At this point I would rebuild the server. Having to modify it this much to work past an issue shouldn’t be happening.

11

Thanks for your reply. I am also starting to think something’s gone pretty weird. However, the HTML_IMAGE_ONLY_12 header is one a few (of various ratios) that are displayed on various emails in the junk box. Weirdly, the emails sent have no images at all attached or inline.

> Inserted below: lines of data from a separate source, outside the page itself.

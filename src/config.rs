//! Configuration Module
//!
//! Handles loading and validating cache construction parameters.

use std::env;
use std::time::Duration;

use serde::{Deserialize, Serialize};

use crate::error::{CacheError, Result};

/// Environment variable holding the maximum number of entries.
pub const MAX_SIZE_VAR: &str = "CACHE_MAX_SIZE";
/// Environment variable holding the default TTL in seconds.
pub const DEFAULT_TTL_VAR: &str = "CACHE_DEFAULT_TTL";

const DEFAULT_MAX_SIZE: usize = 100;
const DEFAULT_TTL_SECS: u64 = 300;

/// Cache construction parameters.
///
/// All values can be configured via environment variables with sensible defaults.
#[derive(Debug, Clone, PartialEq, Eq, Serialize, Deserialize)]
pub struct CacheConfig {
    /// Maximum number of entries the cache can hold
    pub max_size: usize,
    /// TTL applied to entries stored without an explicit TTL
    #[serde(with = "duration_secs")]
    pub default_ttl: Duration,
}

impl CacheConfig {
    /// Creates a new CacheConfig by loading values from environment variables.
    ///
    /// # Environment Variables
    /// - `CACHE_MAX_SIZE` - Maximum cache entries (default: 100)
    /// - `CACHE_DEFAULT_TTL` - Default TTL in seconds (default: 300)
    ///
    /// Unset variables fall back to the defaults; set but malformed ones are an error.
    pub fn from_env() -> Result<Self> {
        Self::from_lookup(|name| env::var(name).ok())
    }

    /// Builds a config from an arbitrary variable source.
    pub fn from_lookup<F>(lookup: F) -> Result<Self>
    where
        F: Fn(&str) -> Option<String>,
    {
        let max_size = parse_var(&lookup, MAX_SIZE_VAR)?.unwrap_or(DEFAULT_MAX_SIZE);
        let ttl_secs = parse_var(&lookup, DEFAULT_TTL_VAR)?.unwrap_or(DEFAULT_TTL_SECS);

        let config = Self {
            max_size,
            default_ttl: Duration::from_secs(ttl_secs),
        };
        config.validate()?;
        Ok(config)
    }

    // == Validate ==
    /// Rejects parameters that would leave eviction or expiry undefined.
    pub fn validate(&self) -> Result<()> {
        if self.max_size == 0 {
            return Err(CacheError::InvalidCapacity(self.max_size));
        }
        if self.default_ttl.is_zero() {
            return Err(CacheError::InvalidTtl(
                "default TTL must be greater than zero".to_string(),
            ));
        }
        Ok(())
    }
}

impl Default for CacheConfig {
    fn default() -> Self {
        Self {
            max_size: DEFAULT_MAX_SIZE,
            default_ttl: Duration::from_secs(DEFAULT_TTL_SECS),
        }
    }
}

fn parse_var<F, T>(lookup: &F, var: &str) -> Result<Option<T>>
where
    F: Fn(&str) -> Option<String>,
    T: std::str::FromStr,
{
    match lookup(var) {
        None => Ok(None),
        Some(raw) => raw
            .trim()
            .parse()
            .map(Some)
            .map_err(|_| CacheError::InvalidConfig {
                var: var.to_string(),
                value: raw,
            }),
    }
}

mod duration_secs {
    use std::time::Duration;

    use serde::{Deserialize, Deserializer, Serializer};

    pub fn serialize<S: Serializer>(ttl: &Duration, serializer: S) -> Result<S::Ok, S::Error> {
        serializer.serialize_u64(ttl.as_secs())
    }

    pub fn deserialize<'de, D: Deserializer<'de>>(deserializer: D) -> Result<Duration, D::Error> {
        u64::deserialize(deserializer).map(Duration::from_secs)
    }
}
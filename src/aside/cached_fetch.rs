//! Cache-aside wrapper around an async fetch function.

use std::future::Future;
use std::hash::Hash;

use crate::aside::{CacheObserver, TracingObserver};
use crate::cache::SharedCache;

/// Checks the cache before calling `fetch`, and stores fetched values back.
///
/// Concurrent misses on the same key each run `fetch`; the last write wins.
pub struct CachedFetch<K, V, F, O = TracingObserver> {
    cache: SharedCache<K, V>,
    fetch: F,
    observer: O,
}

impl<K, V, F> CachedFetch<K, V, F, TracingObserver> {
    /// Wraps `fetch` with hit/miss logging through `tracing`.
    pub fn new(cache: SharedCache<K, V>, fetch: F) -> Self {
        Self::with_observer(cache, fetch, TracingObserver)
    }
}

impl<K, V, F, O> CachedFetch<K, V, F, O> {
    pub fn with_observer(cache: SharedCache<K, V>, fetch: F, observer: O) -> Self {
        Self {
            cache,
            fetch,
            observer,
        }
    }

    /// Handle to the underlying cache.
    pub fn cache(&self) -> &SharedCache<K, V> {
        &self.cache
    }
}

impl<K, V, F, O> CachedFetch<K, V, F, O>
where
    K: Hash + Eq + Clone,
    V: Clone,
    O: CacheObserver<K>,
{
    /// Returns the cached value for `key`, fetching and caching it on a miss.
    ///
    /// The cache lock is released before `fetch` is awaited.
    pub async fn call<Fut>(&self, key: K) -> V
    where
        F: Fn(K) -> Fut,
        Fut: Future<Output = V>,
    {
        if let Some(value) = self.cache.get(&key) {
            self.observer.on_hit(&key);
            return value;
        }

        self.observer.on_miss(&key);
        let value = (self.fetch)(key.clone()).await;
        self.cache.set(key, value.clone());
        value
    }
}

#[cfg(test)]
mod tests {
    use super::*;
    use std::sync::atomic::{AtomicUsize, Ordering};
    use std::sync::Arc;
    use std::time::Duration;

    use parking_lot::Mutex;

    #[derive(Default)]
    struct RecordingObserver {
        events: Mutex<Vec<String>>,
    }

    impl CacheObserver<String> for Arc<RecordingObserver> {
        fn on_hit(&self, key: &String) {
            self.events.lock().push(format!("hit:{}", key));
        }

        fn on_miss(&self, key: &String) {
            self.events.lock().push(format!("miss:{}", key));
        }
    }

    fn shared() -> SharedCache<String, String> {
        SharedCache::new(10, Duration::from_secs(60)).unwrap()
    }

    #[tokio::test]
    async fn test_fetches_once_per_key() {
        let calls = Arc::new(AtomicUsize::new(0));
        let counter = Arc::clone(&calls);
        let cached = CachedFetch::new(shared(), move |query: String| {
            let counter = Arc::clone(&counter);
            async move {
                counter.fetch_add(1, Ordering::SeqCst);
                format!("result for {}", query)
            }
        });

        assert_eq!(cached.call("test".to_string()).await, "result for test");
        assert_eq!(calls.load(Ordering::SeqCst), 1);

        assert_eq!(cached.call("test".to_string()).await, "result for test");
        assert_eq!(calls.load(Ordering::SeqCst), 1);

        assert_eq!(cached.call("other".to_string()).await, "result for other");
        assert_eq!(calls.load(Ordering::SeqCst), 2);

        let stats = cached.cache().stats();
        assert_eq!(stats.hits, 1);
        assert_eq!(stats.misses, 2);
        assert_eq!(stats.size, 2);
    }

    #[tokio::test]
    async fn test_observer_sees_hits_and_misses() {
        let observer = Arc::new(RecordingObserver::default());
        let cached = CachedFetch::with_observer(
            shared(),
            |query: String| async move { query.to_uppercase() },
            Arc::clone(&observer),
        );

        cached.call("a".to_string()).await;
        cached.call("a".to_string()).await;
        cached.call("b".to_string()).await;

        assert_eq!(
            *observer.events.lock(),
            vec!["miss:a".to_string(), "hit:a".to_string(), "miss:b".to_string()]
        );
    }

    #[tokio::test]
    async fn test_refetches_after_delete() {
        let calls = Arc::new(AtomicUsize::new(0));
        let counter = Arc::clone(&calls);
        let cached = CachedFetch::with_observer(
            shared(),
            move |query: String| {
                let n = counter.fetch_add(1, Ordering::SeqCst);
                async move { format!("{}#{}", query, n) }
            },
            crate::aside::NoopObserver,
        );

        assert_eq!(cached.call("q".to_string()).await, "q#0");
        cached.cache().delete("q");
        assert_eq!(cached.call("q".to_string()).await, "q#1");
    }
}
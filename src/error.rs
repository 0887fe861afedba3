//! Error types for the cache
//!
//! Provides unified error handling using thiserror. Lookups never fail; only
//! construction and configuration loading can.

use thiserror::Error;

// == Cache Error Enum ==
/// Unified error type for the cache.
#[derive(Error, Debug, Clone, PartialEq, Eq)]
pub enum CacheError {
    /// Capacity must hold at least one entry
    #[error("Invalid capacity: max size must be at least 1, got {0}")]
    InvalidCapacity(usize),

    /// Default TTL must be a positive duration
    #[error("Invalid TTL: {0}")]
    InvalidTtl(String),

    /// Environment value could not be parsed
    #[error("Invalid configuration: {var}={value:?}")]
    InvalidConfig { var: String, value: String },
}

// == Result Type Alias ==
/// Convenience Result type for the cache.
pub type Result<T> = std::result::Result<T, CacheError>;
//! Cache Module
//!
//! Provides bounded in-memory caching with TTL expiration and LRU eviction.

mod entry;
mod shared;
mod stats;
mod store;


// Re-export public types
pub use entry::CacheEntry;
pub use shared::SharedCache;
pub use stats::{CacheStats, StatsSnapshot};
pub use store::BoundedTtlCache;
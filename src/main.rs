//! Bounded TTL Cache - cache-aside demo
//!
//! Runs a fixed sequence of slow dune searches through the cache and prints
//! the resulting statistics.

use anyhow::Context;
use tracing::info;
use tracing_subscriber::{layer::SubscriberExt, util::SubscriberInitExt};

use bounded_ttl_cache::demo::{search_sand_dunes, DuneSearchResult};
use bounded_ttl_cache::{CacheConfig, CachedFetch, SharedCache};

const QUERIES: &[&str] = &["sahara", "arabian", "sahara", "gobi", "sahara", "namib"];

/// Demo entry point.
///
/// # Startup Sequence
/// 1. Initialize tracing subscriber for logging
/// 2. Load configuration from environment variables
/// 3. Create the shared cache and wrap the search function
/// 4. Run the query sequence and report statistics
#[tokio::main]
async fn main() -> anyhow::Result<()> {
    // Defaults to "info" level, can be overridden with RUST_LOG env var
    tracing_subscriber::registry()
        .with(
            tracing_subscriber::EnvFilter::try_from_default_env()
                .unwrap_or_else(|_| "bounded_ttl_cache=info".into()),
        )
        .with(tracing_subscriber::fmt::layer())
        .init();

    let config = CacheConfig::from_env().context("Failed to load cache configuration")?;
    info!(
        "Configuration loaded: max_size={}, default_ttl={}s",
        config.max_size,
        config.default_ttl.as_secs()
    );

    let cache: SharedCache<String, DuneSearchResult> =
        SharedCache::from_config(&config).context("Failed to create cache")?;
    let search = CachedFetch::new(cache.clone(), search_sand_dunes);

    for query in QUERIES {
        let result = search.call(query.to_string()).await;
        info!("Found {} dunes for '{}'", result.count, result.query);
    }

    let stats = cache.stats();
    info!("Cache statistics: {}", stats);
    println!(
        "{}",
        serde_json::to_string_pretty(&stats).context("Failed to serialize statistics")?
    );

    Ok(())
}
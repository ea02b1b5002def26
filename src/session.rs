use crate::agent::{Agent, TurnStatus};
use std::io::Write;
use tokio::io::{AsyncBufReadExt, BufReader};
use tracing::info;

const EXIT_COMMANDS: [&str; 3] = ["exit", "quit", "bye"];

fn is_exit_command(input: &str) -> bool {
    EXIT_COMMANDS
        .iter()
        .any(|cmd| input.eq_ignore_ascii_case(cmd))
}

/// Blocking read-process-print loop: one question is fully resolved,
/// retries included, before the next is read. A fatal turn is reported but
/// does not end the session; only an exit command (or EOF) does.
pub async fn run(agent: &mut Agent) -> Result<(), std::io::Error> {
    println!("SQL Agent Ready");
    println!("Type 'exit' to quit");
    println!();

    let mut lines = BufReader::new(tokio::io::stdin()).lines();

    loop {
        print!("Question: ");
        std::io::stdout().flush()?;

        let line = tokio::select! {
            line = lines.next_line() => line?,
            _ = tokio::signal::ctrl_c() => {
                println!();
                break;
            }
        };

        let Some(line) = line else {
            // EOF: treat like an exit command
            println!();
            break;
        };

        let question = line.trim();
        if question.is_empty() {
            continue;
        }

        if is_exit_command(question) {
            break;
        }

        // Dropping the in-flight turn on interrupt cancels the underlying
        // model or tool server call
        let outcome = tokio::select! {
            outcome = agent.run_turn(question) => outcome,
            _ = tokio::signal::ctrl_c() => {
                println!();
                break;
            }
        };
        info!(
            "Turn finished: {:?} after {} attempt(s)",
            outcome.status, outcome.attempts
        );

        match outcome.status {
            TurnStatus::Succeeded => println!("\n{}\n", outcome.text),
            TurnStatus::ExhaustedRetries | TurnStatus::Fatal => {
                println!("\nError: {}\n", outcome.text)
            }
        }
    }

    println!("\nGoodbye\n");
    Ok(())
}

#[cfg(test)]
mod tests {
    use super::*;

    #[test]
    fn exit_commands_are_case_insensitive() {
        assert!(is_exit_command("exit"));
        assert!(is_exit_command("EXIT"));
        assert!(is_exit_command("Quit"));
        assert!(is_exit_command("bye"));
    }

    #[test]
    fn questions_are_not_exit_commands() {
        assert!(!is_exit_command("list all students"));
        assert!(!is_exit_command("exit the program for me"));
        assert!(!is_exit_command(""));
    }
}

When you say rebuild… what exactly do you mean? Scrap it and go with a completely new install? or is there a way to rebuild it whilst retaining the accounts that are in place (that all work perfectly). As mentioned previously there are a number of other email addresses on the same server so I’d prefer to avoid the first of those options if at all possible.

Thanks for all your help :+1:

12

You can backup emails and accounts, etc (See System -> Backups in admin panel)

Rebuild server by reinstalling ubuntu and reinstalling MIAB.